Vitamin B12 intake of control and NTD mothers was adequate according to Indian RDA of 1 µg / day, though it was significantly low in DS mothers. However vitamin B12 intake was lower throughout the cohort compared to the US DRI of 2.4 µg / day. Other studies have also reported such rampant deficiency in the Indian population [ref paper2.docx pg 12 and Yajnik et al., 2005]. Given that all requirement of vitamin B12 comes from food of animal origin, the sole factor that could be attributed to this endemic is the archaic vegetarianism of the major chunk of the population due to religion primarily and socio - economic reasons to a smaller extent. Growth retardation, delayed psychomotor development and sometimes permanent effects on the child's developing brain have been linked with even a mild maternal vitamin B12 deficiency [Schneede et al., 1994]. Also, low dietary intake of vitamin B12 or mal-absorption has been implicated as high risk factor for NTDs [Allen et al., 1995; Botto et al., 1999]. Low vitamin B12 status has also been associated with high plasma total homocysteine concentrations in Indians [Refsum et al., 2001]. Methionine synthase (MTR) remethylates homocysteine to methionine using vitamin B12 as cofactor. Reduced homocysteine remethylation and consequently less SAM generation due to reduced MTR activity because of inadequate vitamin B12 could be the cause of the reported high homocysteine. Lower SAM generation is then likely to result in DNA hypo-methylation. DNA hypo-methylation has been linked to abnormal chromosomal segregation [Rosenblatt, 1999], and thereby; the increased likelihood of DS in the baby.
Vitamin B6 intake was adequate according to both the Indian RDA (2 mg / day) and US RDA (1.3 mg / day) [ref].
More number of control mothers consumed supplements (Iron, Calcium and multi- vitamin) compared to case groups. There is some evidence of socio-economic status and education having an impact on the awareness in women on the consumption of supplements.
A 24 hour dietary recall coupled to food frequency questionnaire serves as a reasonable measure of estimating an individual's nutrient intake; however these are not free of limitations that might occur due to the retrospective nature of the study and errors due to recall bias.

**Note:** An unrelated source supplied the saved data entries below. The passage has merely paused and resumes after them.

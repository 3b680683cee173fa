use anyhow::Context;
use bookshelf_kernel::settings::Settings;
use clap::{Parser, Subcommand};

/// Book catalogue service
#[derive(Debug, Parser)]
#[command(name = "bookshelf", version, about)]
struct Cli {
    #[command(subcommand)]
    command: Option<Command>,
}

#[derive(Debug, Subcommand)]
enum Command {
    /// Run the HTTP service (default)
    Serve,
    /// Create the database schema and exit
    Migrate,
    /// Print the effective configuration with secrets hidden
    CheckConfig,
}

#[tokio::main]
async fn main() -> anyhow::Result<()> {
    let cli = Cli::parse();

    let settings = Settings::load().with_context(|| "failed to load bookshelf settings")?;

    match cli.command.unwrap_or(Command::Serve) {
        Command::Serve => {
            bookshelf_telemetry::init(&settings.telemetry)?;
            bookshelf_app::run(&settings).await
        }
        Command::Migrate => {
            bookshelf_telemetry::init(&settings.telemetry)?;
            bookshelf_app::migrate(&settings).await
        }
        Command::CheckConfig => {
            print_settings(&settings);
            Ok(())
        }
    }
}

fn print_settings(settings: &Settings) {
    println!("environment    = {:?}", settings.environment);
    println!("listen         = {}", settings.server.bind_address());
    println!("timeout_ms     = {}", settings.server.request_timeout_ms);
    println!("database       = {}", settings.database.target());
    println!("max_conns      = {}", settings.database.max_connections);
    println!("connect_tries  = {}", settings.database.connect_attempts);
    println!(
        "log            = {} ({:?})",
        settings.telemetry.log_level, settings.telemetry.log_format
    );
    println!("update_key     = {:?}", settings.books.update_key);
}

Low vitamin B12 may be a contributing factor to the aetiology of DS, underpinning its crucial role in cellular development. Neither folic acid nor vitamin B6 was found to be significantly associated with the risk of NTD or DS. Efforts to increase awareness in women of child bearing age, about usage of micronutrient and the inability of strict vegetarian diets in providing these should nevertheless be intensified. Given the trend of poor consumption of supplements and their low palatability in apparently healthy women, the main focus of such awareness programmes should be the promotion of achieving ideal nutrition via diet with reducing dependency on supplements.